Source: K. Grindlay et al, Contraception 88 (2013)
Most of the world lives in countries that offer birth control without a prescription.
The nations where birth control is available over the counter tend to be low- and middle-income, but there's a trend toward expanding contraceptive access in high-income countries.
In 2009, the British National Health Service launched an initiative in London to make birth control pills available at pharmacies without a prescription to women over 16. The project was successful, and NHS recommended scaling it up nationally.
In Australia, pharmacists can dispense interim pills to women who need contraceptives but have expired prescriptions.
And in Washington state, a pilot program authorized pharmacists to provide birth control pills to women without a prescription from a physician. The effort was considered a success: both women and pharmacists thought it was a safe, effective, and acceptable.
6. Moving the pill over the counter should bring down prices.
(Kevork Djansezian/Getty Images News)
Right now, women aren't very sensitive to the price of birth control. Insurers cover some pills without a co-pay, as required by Obamacare.

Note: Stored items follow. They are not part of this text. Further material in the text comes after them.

//! Plain-text tables for terminal output.

use std::collections::BTreeMap;

use crate::admin::{Dashboard, MediaAccounts, StatsPage};
use crate::models::{Account, TagCount};
use crate::stats::{DiffOutcome, DiffRecord};
use crate::util::{format_count, format_delta, format_optional_timestamp, format_rate_delta, format_timestamp};

fn diff_line(label: &str, outcome: &DiffOutcome) -> String {
    match outcome {
        DiffOutcome::NoData => format!("  {label:<16} no data\n"),
        DiffOutcome::Available(record) => format!(
            "  {label:<16} followers {:>8}  follows {:>6}  media {:>5}  er {:>6}  ({} -> {})\n",
            format_delta(record.delta.followed_by),
            format_delta(record.delta.follows),
            format_delta(record.delta.media),
            format_rate_delta(record.delta.er),
            record.period_start.format("%Y-%m-%d"),
            record.period_end.format("%Y-%m-%d"),
        ),
    }
}

fn changes_table(title: &str, changes: &[DiffRecord], date_format: &str) -> String {
    let mut output = format!("\n{title}\n");
    output.push_str(&"-".repeat(60));
    output.push('\n');

    if changes.is_empty() {
        output.push_str("  no changes recorded\n");
        return output;
    }

    // newest first
    for change in changes.iter().rev() {
        output.push_str(&format!(
            "  {:<12} {:>10} {:>8} {:>6} {:>8}\n",
            change.period_end.format(date_format).to_string(),
            format_delta(change.delta.followed_by),
            format_delta(change.delta.follows),
            format_delta(change.delta.media),
            format_rate_delta(change.delta.er),
        ));
    }

    output
}

pub fn render_dashboard(dashboard: &Dashboard) -> String {
    let account = &dashboard.account;
    let mut output = format!("@{} (#{})\n", account.username, account.id);
    output.push_str(&format!(
        "status: {}{}{}\n",
        if account.disabled { "disabled" } else { "enabled" },
        if account.monitoring { ", monitored" } else { "" },
        if account.is_valid { "" } else { ", invalid" },
    ));

    if let Some(latest) = dashboard.daily_stats.last() {
        output.push_str(&format!(
            "followers {}  follows {}  media {}  er {:.2}  (as of {})\n",
            format_count(latest.metrics.followed_by),
            format_count(latest.metrics.follows),
            format_count(latest.metrics.media),
            latest.metrics.er,
            format_timestamp(latest.created_at),
        ));
    }

    output.push_str("\nChanges\n");
    output.push_str(&"-".repeat(60));
    output.push('\n');
    output.push_str(&diff_line("last day", &dashboard.last_daily_change));
    output.push_str(&diff_line("last month", &dashboard.last_monthly_change));
    output.push_str(&diff_line("daily window", &dashboard.daily_diff));
    output.push_str(&diff_line("monthly window", &dashboard.monthly_diff));

    output.push_str(&changes_table("Daily changes", &dashboard.daily_changes, "%Y-%m-%d"));
    output.push_str(&changes_table("Monthly changes", &dashboard.monthly_changes, "%Y-%m"));

    if !dashboard.notes.is_empty() {
        output.push_str("\nNotes\n");
        output.push_str(&"-".repeat(60));
        output.push('\n');
        for note in &dashboard.notes {
            output.push_str(&format!("  [user {}] {}\n", note.user_id, note.note));
        }
    }

    output
}

pub fn render_accounts(accounts: &[Account]) -> String {
    if accounts.is_empty() {
        return String::from("No accounts.\n");
    }

    let mut output = format!(
        "{:<6} {:<24} {:<9} {:<10} {:<6} {:<20}\n",
        "ID", "Username", "Status", "Monitored", "Valid", "Next update"
    );
    output.push_str(&"-".repeat(80));
    output.push('\n');

    for account in accounts {
        output.push_str(&format!(
            "{:<6} {:<24} {:<9} {:<10} {:<6} {:<20}\n",
            account.id,
            truncate(&account.username, 24),
            if account.disabled { "disabled" } else { "enabled" },
            if account.monitoring { "yes" } else { "no" },
            if account.is_valid { "yes" } else { "no" },
            format_optional_timestamp(account.next_stats_update),
        ));
    }

    output
}

pub fn render_stats_page(page: &StatsPage) -> String {
    let mut output = format!(
        "@{} stats, page {} ({} per page, {} total)\n",
        page.account.username, page.page, page.per_page, page.total
    );
    output.push_str(&format!(
        "{:>12} {:>10} {:>8} {:>8}  {:<20}\n",
        "followed_by", "follows", "media", "er", "created_at"
    ));
    output.push_str(&"-".repeat(64));
    output.push('\n');

    for row in &page.rows {
        output.push_str(&format!(
            "{:>12} {:>10} {:>8} {:>8.2}  {:<20}\n",
            row.metrics.followed_by,
            row.metrics.follows,
            row.metrics.media,
            row.metrics.er,
            format_timestamp(row.created_at),
        ));
    }

    output
}

pub fn render_tags(username: &str, tags: &[TagCount]) -> String {
    if tags.is_empty() {
        return format!("No tags in @{username}'s media.\n");
    }

    let mut output = format!("{:30} {:>8}\n", "Tag", "Occurs");
    output.push_str(&"-".repeat(40));
    output.push('\n');
    for tag in tags {
        output.push_str(&format!("{:30} {:>8}\n", truncate(&tag.name, 30), tag.occurs));
    }
    output
}

pub fn render_media_accounts(view: &MediaAccounts) -> String {
    if view.mentions.is_empty() {
        return format!("No accounts mentioned in @{}'s media.\n", view.account.username);
    }

    let mut output = format!("{:24} {:>8}  {}\n", "Username", "Occurs", "Categories");
    output.push_str(&"-".repeat(60));
    output.push('\n');
    for mention in &view.mentions {
        output.push_str(&format!(
            "{:24} {:>8}  {}\n",
            truncate(&mention.username, 24),
            mention.occurs,
            categories_cell(&view.categories, mention.account_id),
        ));
    }
    output
}

fn categories_cell(categories: &BTreeMap<i64, Vec<String>>, account_id: i64) -> String {
    categories
        .get(&account_id)
        .map(|names| names.join(", "))
        .unwrap_or_default()
}

fn truncate(s: &str, max_len: usize) -> String {
    if s.chars().count() <= max_len {
        s.to_string()
    } else {
        let truncated: String = s.chars().take(max_len - 3).collect();
        format!("{truncated}...")
    }
}

#[cfg(test)]
mod tests {
    use super::*;
    use crate::models::{Metrics, Snapshot};
    use chrono::{DateTime, TimeZone, Utc};

    fn at(day: u32) -> DateTime<Utc> {
        Utc.with_ymd_and_hms(2024, 6, day, 12, 0, 0).unwrap()
    }

    fn snapshot(id: i64, day: u32, followed_by: i64) -> Snapshot {
        Snapshot {
            id,
            account_id: 1,
            created_at: at(day),
            metrics: Metrics { followed_by, follows: 10, media: 2, er: 1.0 },
        }
    }

    fn account() -> Account {
        Account {
            id: 1,
            username: "alice".to_string(),
            disabled: false,
            monitoring: true,
            is_valid: true,
            next_stats_update: None,
            created_at: at(1),
            updated_at: at(1),
        }
    }

    #[test]
    fn dashboard_shows_no_data_lines() {
        let dashboard = Dashboard {
            account: account(),
            generated_at: at(10),
            last_daily_change: DiffOutcome::NoData,
            last_monthly_change: DiffOutcome::NoData,
            daily_stats: vec![],
            daily_diff: DiffOutcome::NoData,
            daily_changes: vec![],
            monthly_diff: DiffOutcome::NoData,
            monthly_changes: vec![],
            notes: vec![],
        };

        let text = render_dashboard(&dashboard);
        assert!(text.starts_with("@alice (#1)"));
        assert_eq!(text.matches("no data").count(), 4);
        assert!(text.contains("no changes recorded"));
    }

    #[test]
    fn dashboard_shows_signed_deltas() {
        let record = DiffRecord::between(&snapshot(1, 1, 120), &snapshot(2, 2, 150));
        let dashboard = Dashboard {
            account: account(),
            generated_at: at(10),
            last_daily_change: DiffOutcome::Available(record.clone()),
            last_monthly_change: DiffOutcome::NoData,
            daily_stats: vec![snapshot(2, 2, 150)],
            daily_diff: DiffOutcome::Available(record.clone()),
            daily_changes: vec![record],
            monthly_diff: DiffOutcome::NoData,
            monthly_changes: vec![],
            notes: vec![],
        };

        let text = render_dashboard(&dashboard);
        assert!(text.contains("+30"));
        assert!(text.contains("2024-06-01 -> 2024-06-02"));
    }

    #[test]
    fn accounts_table_lists_rows() {
        let text = render_accounts(&[account()]);
        assert!(text.contains("alice"));
        assert_eq!(render_accounts(&[]), "No accounts.\n");
    }

    #[test]
    fn long_names_truncated() {
        assert_eq!(truncate("abcdefghij", 6), "abc...");
        assert_eq!(truncate("abc", 6), "abc");
    }
}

If a woman wants a brand that isn't in the "co-pay free" tier, she'll probably pay a flat fee for her prescription (which might be higher for brand-name pills compared to generics).
But, generally speaking, insured women don't need to worry about the price of individual pill brands, because most brand-name pills will be subject to the same copay (while generics may have a lesser copay). Allowing contraceptives to be sold over the counter would change all that. Contraceptive manufacturers would be required to compete for consumers on cost, which should bring down prices overall.
Lower prices would be good for women who want to buy contraceptives over the counter, good for women seeking contraceptives with a prescription, and good for the health care system as a whole.
7. "Over-the-counter" and "no co-pay" birth control don't have to be mutually exclusive.
(Scott Olson/Getty Images News)
Obamacare made contraception available without co-pays, but that doesn't necessarily eliminate the need for oral contraceptives on drug store aisles. Even when health reform is fully implemented, some people will still be uninsured — consider, for example, the low-income women in states not expanding Medicaid. For the uninsured, the need for a prescription presents an access barrier.
Health insurance could continue to cover the birth control — including IUDs — without co-pay, while over-the-counter access gives women an option to purchase the pill on her own dime. There's actually some precedent for this. Obamacare makes therapeutic aspirin — when it's prescribed to reduce the risk of heart attacks, for example — available without co-pay. Of course, anyone can walk into a drugstore and buy a bottle of the exact same aspirin; the fact that some adults get it free with a prescription doesn't change that.
The morning-after pill works the same way: if prescribed, women can get it without a co-pay. Or, they can pick it up at the drugstore and pay for it themselves. Birth control pills should work the same way.